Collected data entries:
Segment Open

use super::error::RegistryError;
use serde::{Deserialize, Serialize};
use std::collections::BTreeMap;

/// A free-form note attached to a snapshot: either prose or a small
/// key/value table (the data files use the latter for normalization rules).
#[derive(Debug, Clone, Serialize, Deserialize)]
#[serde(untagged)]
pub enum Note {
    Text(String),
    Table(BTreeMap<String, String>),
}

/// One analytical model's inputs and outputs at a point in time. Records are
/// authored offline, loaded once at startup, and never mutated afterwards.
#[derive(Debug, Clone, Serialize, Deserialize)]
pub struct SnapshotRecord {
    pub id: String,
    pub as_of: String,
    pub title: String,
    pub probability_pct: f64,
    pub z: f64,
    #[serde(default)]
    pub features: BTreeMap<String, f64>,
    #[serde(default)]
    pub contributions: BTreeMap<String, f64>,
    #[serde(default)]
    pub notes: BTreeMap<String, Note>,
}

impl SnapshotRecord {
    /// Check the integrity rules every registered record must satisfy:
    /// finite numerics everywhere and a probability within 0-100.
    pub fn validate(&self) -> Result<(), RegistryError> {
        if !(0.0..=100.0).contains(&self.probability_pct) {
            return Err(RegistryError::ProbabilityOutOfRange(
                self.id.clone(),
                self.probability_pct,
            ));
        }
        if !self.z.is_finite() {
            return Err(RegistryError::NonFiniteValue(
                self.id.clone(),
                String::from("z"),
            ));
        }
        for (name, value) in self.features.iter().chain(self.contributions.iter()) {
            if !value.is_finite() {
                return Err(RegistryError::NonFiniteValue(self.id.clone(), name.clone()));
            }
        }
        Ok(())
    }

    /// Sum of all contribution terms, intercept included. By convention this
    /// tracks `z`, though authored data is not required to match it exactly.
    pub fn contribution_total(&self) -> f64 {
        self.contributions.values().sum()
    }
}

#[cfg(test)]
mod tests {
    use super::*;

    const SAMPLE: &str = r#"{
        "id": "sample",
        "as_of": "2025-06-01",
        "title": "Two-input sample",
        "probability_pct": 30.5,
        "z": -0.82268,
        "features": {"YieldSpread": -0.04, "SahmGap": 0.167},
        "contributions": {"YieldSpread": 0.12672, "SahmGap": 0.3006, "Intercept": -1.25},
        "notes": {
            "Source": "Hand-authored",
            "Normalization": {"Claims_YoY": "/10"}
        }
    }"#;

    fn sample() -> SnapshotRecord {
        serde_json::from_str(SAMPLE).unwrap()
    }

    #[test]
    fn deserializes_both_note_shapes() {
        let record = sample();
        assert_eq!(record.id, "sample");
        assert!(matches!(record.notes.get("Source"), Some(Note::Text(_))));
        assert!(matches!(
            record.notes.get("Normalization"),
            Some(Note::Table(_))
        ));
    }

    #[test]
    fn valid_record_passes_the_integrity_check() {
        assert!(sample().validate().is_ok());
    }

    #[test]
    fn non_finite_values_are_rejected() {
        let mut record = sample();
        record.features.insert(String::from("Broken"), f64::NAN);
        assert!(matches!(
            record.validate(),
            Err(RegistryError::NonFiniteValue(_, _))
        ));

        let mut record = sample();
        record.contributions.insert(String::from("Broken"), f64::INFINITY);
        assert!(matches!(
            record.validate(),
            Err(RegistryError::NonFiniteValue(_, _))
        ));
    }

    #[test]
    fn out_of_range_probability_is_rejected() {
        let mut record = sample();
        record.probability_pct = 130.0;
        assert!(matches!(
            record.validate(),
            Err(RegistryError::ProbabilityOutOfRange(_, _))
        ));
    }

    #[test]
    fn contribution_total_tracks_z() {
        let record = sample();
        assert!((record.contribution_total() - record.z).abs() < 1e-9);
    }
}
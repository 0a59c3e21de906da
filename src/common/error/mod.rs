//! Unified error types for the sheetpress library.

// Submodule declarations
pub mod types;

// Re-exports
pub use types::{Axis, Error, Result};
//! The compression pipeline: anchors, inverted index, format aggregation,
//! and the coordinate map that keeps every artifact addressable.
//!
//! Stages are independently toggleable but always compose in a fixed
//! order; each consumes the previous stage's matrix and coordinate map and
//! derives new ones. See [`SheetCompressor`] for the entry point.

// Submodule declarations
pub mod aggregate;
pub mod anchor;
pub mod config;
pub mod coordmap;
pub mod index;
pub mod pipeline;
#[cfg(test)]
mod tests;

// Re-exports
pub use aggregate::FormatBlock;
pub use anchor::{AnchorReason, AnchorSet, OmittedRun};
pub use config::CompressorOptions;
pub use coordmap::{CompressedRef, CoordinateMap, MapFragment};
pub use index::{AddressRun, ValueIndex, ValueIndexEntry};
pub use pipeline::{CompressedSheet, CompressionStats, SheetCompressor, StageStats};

Segment Closed

# About this exercise
The expected answer is every line in the data above that carries the string "aggregate".

# Result
pub mod aggregate;
pub use aggregate::FormatBlock;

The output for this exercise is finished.